The expected answer is the data below, retyped exactly.

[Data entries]
★ ★ ★ ★ ★ ★ ★
use const_oid::AssociatedOid;
use der::{
    Decode, Encode,
    asn1::Ia5String,
    oid::ObjectIdentifier,
};
use x509_cert::ext::pkix::name::GeneralName;

use crate::error::CsrError;

/// An extension value that can be placed in an `extensionRequest` attribute
/// and read back out of a parsed request.
///
/// ```
/// use csrtool::csr::attributes::extension_request;
/// use csrtool::csr::extensions::{SubjectAltName, ToAndFromX509Extension};
/// use der::asn1::OctetString;
/// use x509_cert::ext::Extension;
///
/// let san = SubjectAltName { names: vec!["www.example.com".to_string()] };
/// let extension = Extension {
///     extn_id: SubjectAltName::OID,
///     critical: false,
///     extn_value: OctetString::new(san.to_x509_extension_value()?)?,
/// };
/// let attribute = extension_request(&[extension.clone()])?;
/// assert_eq!(attribute.values.len(), 1);
///
/// let requested = SubjectAltName::from_x509_extension_value(extension.extn_value.as_bytes())?;
/// assert_eq!(requested, san);
/// # Ok::<(), Box<dyn std::error::Error>>(())
/// ```
pub trait ToAndFromX509Extension {
    /// `extnID` of the extension.
    const OID: ObjectIdentifier;

    /// DER encoding of the `extnValue` contents.
    fn to_x509_extension_value(&self) -> Result<Vec<u8>, CsrError>;

    /// Parses the `extnValue` contents of a requested extension.
    fn from_x509_extension_value(extension: &[u8]) -> Result<Self, CsrError>
    where
        Self: Sized;
}

/// Represents the Subject Alternative Name (SAN) extension.
///
/// # Fields
/// * `names` - A list of DNS names, encoded as `dNSName` entries in order.
#[derive(Debug, Clone, PartialEq, Eq)]
pub struct SubjectAltName {
    pub names: Vec<String>,
}

impl ToAndFromX509Extension for SubjectAltName {
    const OID: ObjectIdentifier = x509_cert::ext::pkix::SubjectAltName::OID;

    fn to_x509_extension_value(&self) -> Result<Vec<u8>, CsrError> {
        let san = x509_cert::ext::pkix::SubjectAltName(
            self.names
                .iter()
                .map(|name| {
                    Ia5String::try_from(name.clone())
                        .map(GeneralName::DnsName)
                        .map_err(|e| CsrError::EncodingError(format!("dNSName {name:?}: {e}")))
                })
                .collect::<Result<Vec<_>, _>>()?,
        );

        san.to_der()
            .map_err(|e| CsrError::EncodingError(format!("subject alternative name: {e}")))
    }

    fn from_x509_extension_value(extension: &[u8]) -> Result<Self, CsrError> {
        let san = x509_cert::ext::pkix::SubjectAltName::from_der(extension)
            .map_err(|e| CsrError::DecodingError(e.to_string()))?;
        let names = san
            .0
            .iter()
            .map(|name| match name {
                GeneralName::DnsName(dns) => Ok(dns.to_string()),
                _ => Err(CsrError::DecodingError(
                    "Unsupported general name type".to_string(),
                )),
            })
            .collect::<Result<Vec<_>, _>>()?;
        Ok(Self { names })
    }
}
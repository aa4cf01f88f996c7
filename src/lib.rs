//! # csrtool - PKCS#10 Certificate Signing Requests in Pure Rust
//!
//! csrtool encodes a PKCS#10 certificate signing request (RFC 2986) directly
//! in ASN.1 DER from a private key and a subject name, signs it, and armors
//! the result as PEM. It is built entirely with rustcrypto libraries.
//!
//! ## Supported Key Types
//!
//! - **RSA**: 2048 and 4096-bit keys, signed with `sha256WithRSAEncryption`
//! - **ECDSA**: P-256 and P-384 curves, signed with `ecdsa-with-SHA256`
//!
//! Other keys (Ed25519, P-521, ...) are rejected on import with
//! [`error::CsrError::UnsupportedKeyType`].
//!
//! ## Quick Start
//!
//! ```rust,no_run
//! use csrtool::{
//!     csr::{CertificationRequest, params::{CsrParams, DistinguishedName}},
//!     key::KeyPair,
//! };
//!
//! # fn main() -> Result<(), csrtool::error::CsrError> {
//! let key_pair = KeyPair::generate_rsa(2048)?;
//!
//! let subject = DistinguishedName::new("example.com")
//!     .organization("Example Organization")
//!     .country("US");
//!
//! let params = CsrParams::builder()
//!     .subject(subject)
//!     .dns_names(vec!["example.com".to_string(), "www.example.com".to_string()])
//!     .challenge_password("hello321".to_string())
//!     .build();
//!
//! let request = CertificationRequest::build(&key_pair, &params)?;
//! println!("{}", request.to_pem()?);
//! # Ok(())
//! # }
//! ```
//!
//! ## Error Handling
//!
//! ```rust
//! use csrtool::{key::KeyPair, error::CsrError};
//!
//! match KeyPair::from_pkcs8_pem("invalid pem data") {
//!     Ok(_) => println!("Key imported successfully"),
//!     Err(CsrError::UnsupportedKeyType(msg)) => println!("Unsupported key: {}", msg),
//!     Err(CsrError::DecodingError(msg)) => println!("Failed to decode key: {}", msg),
//!     Err(e) => println!("Other error: {}", e),
//! }
//! ```
//!
//! ## Module Organization
//!
//! - [`key`]: Key generation, import/export, public key info and signing
//! - [`csr`]: Request assembly, attributes, extensions and output encoding
//! - [`error`]: Error types
//! - [`request_info`]: Low-level DER shape of the request
//! - [`pem_utils`]: PEM armor helpers

pub mod csr;
pub mod error;
pub mod key;
pub mod pem_utils;
pub mod request_info;
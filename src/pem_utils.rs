use crate::error::{CsrError, Result};

/// Convert DER‑encoded data into a PEM‑encoded string with the provided label.
///
/// Lines are wrapped at 64 characters and terminated with `\n`.
pub fn der_to_pem(der: &[u8], label: &str) -> String {
    let pem = pem::Pem::new(label, der);
    pem::encode_config(
        &pem,
        pem::EncodeConfig::new().set_line_ending(pem::LineEnding::LF),
    )
}

/// Convert a PEM‑encoded string to DER‑encoded bytes, requiring the given label.
pub fn pem_to_der(pem_str: &str, label: &str) -> Result<Vec<u8>> {
    let pem = pem::parse(pem_str)?;
    if pem.tag() != label {
        return Err(CsrError::DecodingError(format!(
            "expected PEM label {label:?}, found {:?}",
            pem.tag()
        )));
    }
    Ok(pem.contents().to_vec())
}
★ ★ ★ ★ ★ ★ ★
▸ **ANSWER TO THIS PROBLEM**
use const_oid::AssociatedOid;
use der::{
    Decode, Encode,
    asn1::Ia5String,
    oid::ObjectIdentifier,
};
use x509_cert::ext::pkix::name::GeneralName;

use crate::error::CsrError;

/// An extension value that can be placed in an `extensionRequest` attribute
/// and read back out of a parsed request.
///
/// ```
/// use csrtool::csr::attributes::extension_request;
/// use csrtool::csr::extensions::{SubjectAltName, ToAndFromX509Extension};
/// use der::asn1::OctetString;
/// use x509_cert::ext::Extension;
///
/// let san = SubjectAltName { names: vec!["www.example.com".to_string()] };
/// let extension = Extension {
///     extn_id: SubjectAltName::OID,
///     critical: false,
///     extn_value: OctetString::new(san.to_x509_extension_value()?)?,
/// };
/// let attribute = extension_request(&[extension.clone()])?;
/// assert_eq!(attribute.values.len(), 1);
///
/// let requested = SubjectAltName::from_x509_extension_value(extension.extn_value.as_bytes())?;
/// assert_eq!(requested, san);
/// # Ok::<(), Box<dyn std::error::Error>>(())
/// ```
pub trait ToAndFromX509Extension {
    /// `extnID` of the extension.
    const OID: ObjectIdentifier;

    /// DER encoding of the `extnValue` contents.
    fn to_x509_extension_value(&self) -> Result<Vec<u8>, CsrError>;

    /// Parses the `extnValue` contents of a requested extension.
    fn from_x509_extension_value(extension: &[u8]) -> Result<Self, CsrError>
    where
        Self: Sized;
}

/// Represents the Subject Alternative Name (SAN) extension.
///
/// # Fields
/// * `names` - A list of DNS names, encoded as `dNSName` entries in order.
#[derive(Debug, Clone, PartialEq, Eq)]
pub struct SubjectAltName {
    pub names: Vec<String>,
}

impl ToAndFromX509Extension for SubjectAltName {
    const OID: ObjectIdentifier = x509_cert::ext::pkix::SubjectAltName::OID;

    fn to_x509_extension_value(&self) -> Result<Vec<u8>, CsrError> {
        let san = x509_cert::ext::pkix::SubjectAltName(
            self.names
                .iter()
                .map(|name| {
                    Ia5String::try_from(name.clone())
                        .map(GeneralName::DnsName)
                        .map_err(|e| CsrError::EncodingError(format!("dNSName {name:?}: {e}")))
                })
                .collect::<Result<Vec<_>, _>>()?,
        );

        san.to_der()
            .map_err(|e| CsrError::EncodingError(format!("subject alternative name: {e}")))
    }

    fn from_x509_extension_value(extension: &[u8]) -> Result<Self, CsrError> {
        let san = x509_cert::ext::pkix::SubjectAltName::from_der(extension)
            .map_err(|e| CsrError::DecodingError(e.to_string()))?;
        let names = san
            .0
            .iter()
            .map(|name| match name {
                GeneralName::DnsName(dns) => Ok(dns.to_string()),
                _ => Err(CsrError::DecodingError(
                    "Unsupported general name type".to_string(),
                )),
            })
            .collect::<Result<Vec<_>, _>>()?;
        Ok(Self { names })
    }
}
repository aa4cf01f88f996c7
filename src/lib.rs
//! # csrtool - PKCS#10 Certificate Signing Requests in Pure Rust
//!
//! csrtool encodes a PKCS#10 certificate signing request (RFC 2986) directly
//! in ASN.1 DER from a private key and a subject name, signs it, and armors
//! the result as PEM. It is built entirely with rustcrypto libraries.
//!
//! ## Supported Key Types
//!
//! - **RSA**: 2048 and 4096-bit keys, signed with `sha256WithRSAEncryption`
//! - **ECDSA**: P-256 and P-384 curves, signed with `ecdsa-with-SHA256`
//!
//! Other keys (Ed25519, P-521, ...) are rejected on import with
//! [`error::CsrError::UnsupportedKeyType`].
//!
//! ## Quick Start
//!
//! ```rust,no_run
//! use csrtool::{
//!     csr::{CertificationRequest, params::{CsrParams, DistinguishedName}},
//!     key::KeyPair,
//! };
//!
//! # fn main() -> Result<(), csrtool::error::CsrError> {
//! let key_pair = KeyPair::generate_rsa(2048)?;
//!
//! let subject = DistinguishedName::new("example.com")
//!     .organization("Example Organization")
//!     .country("US");
//!
//! let params = CsrParams::builder()
//!     .subject(subject)
//!     .dns_names(vec!["example.com".to_string(), "www.example.com".to_string()])
//!     .challenge_password("hello321".to_string())
//!     .build();
//!
//! let request = CertificationRequest::build(&key_pair, &params)?;
//! println!("{}", request.to_pem()?);
//! # Ok(())
//! # }
//! ```
//!
//! ## Error Handling
//!
//! ```rust
//! use csrtool::{key::KeyPair, error::CsrError};
//!
//! match KeyPair::from_pkcs8_pem("invalid pem data") {
//!     Ok(_) => println!("Key imported successfully"),
//!     Err(CsrError::UnsupportedKeyType(msg)) => println!("Unsupported key: {}", msg),
//!     Err(CsrError::DecodingError(msg)) => println!("Failed to decode key: {}", msg),
//!     Err(e) => println!("Other error: {}", e),
//! }
//! ```
//!
//! ## Module Organization
//!
//! - [`key`]: Key generation, import/export, public key info and signing
//! - [`csr`]: Request assembly, attributes, extensions and output encoding
//! - [`error`]: Error types
//! - [`request_info`]: Low-level DER shape of the request
//! - [`pem_utils`]: PEM armor helpers

pub mod csr;
pub mod error;
pub mod key;
pub mod pem_utils;
pub mod request_info;
filename src/pem_utils.rs
use crate::error::{CsrError, Result};

/// Convert DER‑encoded data into a PEM‑encoded string with the provided label.
///
/// Lines are wrapped at 64 characters and terminated with `\n`.
pub fn der_to_pem(der: &[u8], label: &str) -> String {
    let pem = pem::Pem::new(label, der);
    pem::encode_config(
        &pem,
        pem::EncodeConfig::new().set_line_ending(pem::LineEnding::LF),
    )
}

/// Convert a PEM‑encoded string to DER‑encoded bytes, requiring the given label.
pub fn pem_to_der(pem_str: &str, label: &str) -> Result<Vec<u8>> {
    let pem = pem::parse(pem_str)?;
    if pem.tag() != label {
        return Err(CsrError::DecodingError(format!(
            "expected PEM label {label:?}, found {:?}",
            pem.tag()
        )));
    }
    Ok(pem.contents().to_vec())
}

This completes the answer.